Who is your favorite novelist of all time?
I have gone back and forth, stranded between numerous books and authors, but keep returning to the moment Herman Melville’s “Moby-Dick” first shook me fully awake. Now I know it was the robust poetry doing its job inside the prose — that natural convergence of sacred and profane. Melville never attempted to disguise or deny that he was indeed a poet. Yes, poetry held its place on the hill, though one may argue with the diction of a line such as “(Weird John Brown)” in the poem “The Portent” published in 1859 after “Moby-Dick.” Clearly, Melville had inherited the occidental language of his time, as one may say of Samuel Clemens (Mark Twain); however, when one thinks about the languages in some of our contemporary fiction and a writer’s responsibility to the future, we must also hear the resounding adage about casting the first stone. Matter-of-fact, when I first read “Moby-Dick” decades ago, I was surprised the author attempted to capture Queequeg and Tashtego and Daggoo and Pip (these four sentinel-witnesses) given the complexes of race. One may question if their spoken rhythms parallel the heaving of the Pequod as it sinks. Melville takes on the concept of evil; he shows us that whiteness is a map of obsession, something to hold one’s heart up against, begging mercy of a soul — and at the end of “Moby-Dick,” it is all there, somewhere near a Transit of Venus, naked and true in epic poetry:
“Soon they, through dim bewildering mediums, saw her sidelong fading phantom as in the gaseous Fata Morgana; only the uppermost masts out of water, while fixed by infatuation, or fidelity, or fate, to their once lofty perches, the pagan harpooners still maintained their sinking lookouts on the sea.”

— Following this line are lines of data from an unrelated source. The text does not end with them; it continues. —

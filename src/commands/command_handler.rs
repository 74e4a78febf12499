use bytes::Bytes;

use crate::{
    commands::command_error::CommandError,
    resp::{Frame, RespValue},
    state::{ClientId, ClientKind},
};

/// What a command handler hands back to the dispatcher.
#[derive(Debug)]
pub enum CommandResult {
    Response(RespValue),
    /// Nothing is written back (e.g. `REPLCONF ACK`).
    NoResponse,
    /// The reply is deferred until a blocked XREAD completes.
    Blocked,
    /// A full resync: the status line immediately followed by the snapshot
    /// transfer, written as raw bytes.
    Sync(Bytes),
    /// Commands queued by MULTI, to be run by EXEC.
    Batch(Vec<CommandHandler>),
}

/// Who issued the command being executed.
#[derive(Debug, Clone, Copy, PartialEq, Eq)]
pub struct CommandContext {
    pub client_id: ClientId,
    pub client_kind: ClientKind,
    /// Set while EXEC runs queued commands; blocking reads return at once.
    pub in_transaction: bool,
}

impl CommandContext {
    pub fn new(client_id: ClientId, client_kind: ClientKind) -> Self {
        CommandContext {
            client_id,
            client_kind,
            in_transaction: false,
        }
    }

    pub fn for_transaction(&self) -> Self {
        CommandContext {
            in_transaction: true,
            ..*self
        }
    }
}

/// A request split into its normalised name and arguments.
#[derive(Debug, PartialEq, Clone)]
pub struct CommandHandler {
    /// Uppercased verb. `CONFIG GET` is merged into one name.
    pub name: String,
    pub arguments: Vec<Bytes>,
    /// The frame as received, re-encoded for propagation.
    pub input: Frame,
}

impl CommandHandler {
    pub fn new(input: Frame) -> Result<Self, CommandError> {
        let Some(first) = input.first() else {
            return Err(CommandError::EmptyCommand);
        };

        let name = String::from_utf8_lossy(first).to_uppercase();

        let (name, arguments) = match (name.as_str(), input.get(1)) {
            ("CONFIG", Some(sub_command)) if sub_command.eq_ignore_ascii_case(b"GET") => {
                ("CONFIG GET".to_string(), input[2..].to_vec())
            }
            _ => (name, input[1..].to_vec()),
        };

        Ok(Self {
            name,
            arguments,
            input,
        })
    }

    /// The reply-side encoding of the original request.
    pub fn encoded_input(&self) -> Bytes {
        RespValue::from_frame(&self.input).encode()
    }
}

Did you read poetry as a child?
I was born into primarily an oral culture in semi-rural Bogalusa, La., and was surrounded with storytellers and gifted with a four-foot-tall mahogany radio with speakers covered in dark-red fabric. It sat in the living room like a shrine. My mother began to purchase a small encyclopedia from the A&P grocery store. Also, she would pull my brothers and me together any rainy afternoon, and we would eye images in a Viewfinder that seemed priceless. A few small nearby fields and woods became my boyhood laboratory. That’s where I began naming things. In third grade, during “Negro History Week,” my teacher introduced the class to the poetry of Phillis Wheatley, Paul Laurence Dunbar, Langston Hughes and Gwendolyn Brooks. However, the first poem I memorized was James Weldon Johnson’s “The Creation.” I think these five lines forced the poem into my psyche: “This Great God, / Like a mammy bending over her baby, / Kneeled down in the dust / Toiling over a lump of clay / Till he shaped it in his own image.” Though it connects to what I was being taught in Sunday school, perhaps the act of creating, or the idea of making is what held my imagination.
If you were to write something beside poetry, what would it be?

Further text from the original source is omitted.